Copy the lines below verbatim, beginning with the line that includes "Ctrl+C, starting graceful" and continuing to the end; leave out everything before it.
=== LISTED ENTRIES ===
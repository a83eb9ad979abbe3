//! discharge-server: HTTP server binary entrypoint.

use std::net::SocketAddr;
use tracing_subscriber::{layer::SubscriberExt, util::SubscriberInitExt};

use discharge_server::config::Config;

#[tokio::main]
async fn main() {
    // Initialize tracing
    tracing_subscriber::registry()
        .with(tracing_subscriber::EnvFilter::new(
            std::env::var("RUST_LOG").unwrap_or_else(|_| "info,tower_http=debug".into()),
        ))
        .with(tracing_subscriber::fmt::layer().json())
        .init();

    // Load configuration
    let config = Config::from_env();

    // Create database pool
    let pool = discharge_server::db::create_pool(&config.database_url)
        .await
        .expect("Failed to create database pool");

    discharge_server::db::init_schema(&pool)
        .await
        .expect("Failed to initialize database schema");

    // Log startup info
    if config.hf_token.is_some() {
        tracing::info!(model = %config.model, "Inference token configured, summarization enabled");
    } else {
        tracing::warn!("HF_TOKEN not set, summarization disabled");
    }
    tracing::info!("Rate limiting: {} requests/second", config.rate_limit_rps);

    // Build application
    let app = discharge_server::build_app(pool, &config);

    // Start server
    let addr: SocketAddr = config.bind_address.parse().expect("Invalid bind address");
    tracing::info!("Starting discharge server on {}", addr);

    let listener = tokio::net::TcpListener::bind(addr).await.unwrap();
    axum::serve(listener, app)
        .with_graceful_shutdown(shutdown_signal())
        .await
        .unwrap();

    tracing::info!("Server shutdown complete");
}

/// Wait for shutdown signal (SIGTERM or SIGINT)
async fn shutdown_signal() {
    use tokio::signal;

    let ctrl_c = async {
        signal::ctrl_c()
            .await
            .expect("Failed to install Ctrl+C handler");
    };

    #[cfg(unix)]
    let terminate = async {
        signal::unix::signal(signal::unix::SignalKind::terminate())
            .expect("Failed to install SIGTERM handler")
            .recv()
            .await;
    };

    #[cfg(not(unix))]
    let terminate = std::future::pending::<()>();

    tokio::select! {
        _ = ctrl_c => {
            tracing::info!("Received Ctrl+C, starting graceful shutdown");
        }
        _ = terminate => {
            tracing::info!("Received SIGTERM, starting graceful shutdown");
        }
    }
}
===
EXERCISE ANSWER
            tracing::info!("Received Ctrl+C, starting graceful shutdown");
        }
        _ = terminate => {
            tracing::info!("Received SIGTERM, starting graceful shutdown");
        }
    }
}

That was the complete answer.